Repression of Transcription at DNA Breaks Requires Cohesin throughout Interphase and Prevents Genome Instability

Cohesin subunits are frequently mutated in cancer, but how they function as tumor suppressors is unknown. Cohesin mediates sister chromatid cohesion, but this is not always perturbed in cancer cells. Here, we identify a previously unknown role for cohesin. We find that cohesin is required to repress transcription at DNA double-strand breaks (DSBs). Notably, cohesin represses transcription at DSBs throughout interphase, indicating that this is distinct from its known role in mediating DNA repair through sister chromatid cohesion. We identified a cancer-associated SA2 mutation that supports sister chromatid cohesion but is unable to repress transcription at DSBs. We further show that failure to repress transcription at DSBs leads to large-scale genome rearrangements.

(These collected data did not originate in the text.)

// SPDX-FileCopyrightText: 2026 Keyward Contributors
// SPDX-License-Identifier: MIT OR Apache-2.0

//! Common types shared by the vault, agent and installer crates.

use serde::{Deserialize, Serialize};
use strum::{Display, EnumIter, EnumString};

/// The kind of secret an access key holds.
///
/// Determines which plaintext payload is valid for the record.
#[derive(
    Debug,
    Clone,
    Copy,
    PartialEq,
    Eq,
    Hash,
    Display,
    EnumString,
    EnumIter,
    Serialize,
    Deserialize,
)]
#[serde(rename_all = "snake_case")]
#[strum(serialize_all = "snake_case")]
pub enum AccessKeyType {
    Ssh,
    None,
    LoginPassword,
    String,
}

/// The context an access key is installed for.
#[derive(Debug, Clone, Copy, PartialEq, Eq, Hash, Display, EnumString, EnumIter)]
pub enum AccessKeyRole {
    /// Authenticating as the automation user on target hosts.
    #[strum(serialize = "ansible user")]
    AnsibleUser,
    /// Privilege escalation (become) credentials.
    #[strum(serialize = "ansible become user")]
    AnsibleBecomeUser,
    /// Password used to unlock encrypted variable files.
    #[strum(serialize = "ansible password vault")]
    AnsiblePasswordVault,
    /// Fetching the job's source repository.
    #[strum(serialize = "git")]
    Git,
}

Cancer samples lacking SA2 display mutational patterns consistent with loss of this pathway. These findings uncover a new function for cohesin that provides insights into its frequent loss in cancer. [Display omitted] •Cohesin and PBAF repress gene transcription near DNA double-strand breaks (DSBs)•Transcriptional repression at DSBs requires cohesin and PBAF throughout interphase•Loss of DSB-induced gene repression leads to more large-scale genome alterations Meisenberg et al. show that, in response to DNA double strand breaks (DSBs), cohesin is required to repress nearby transcription. This happens throughout interphase, regardless of whether a sister chromatid is present. Failure to repress transcription near a DNA DSB results in an increase in large-scale chromosome rearrangements.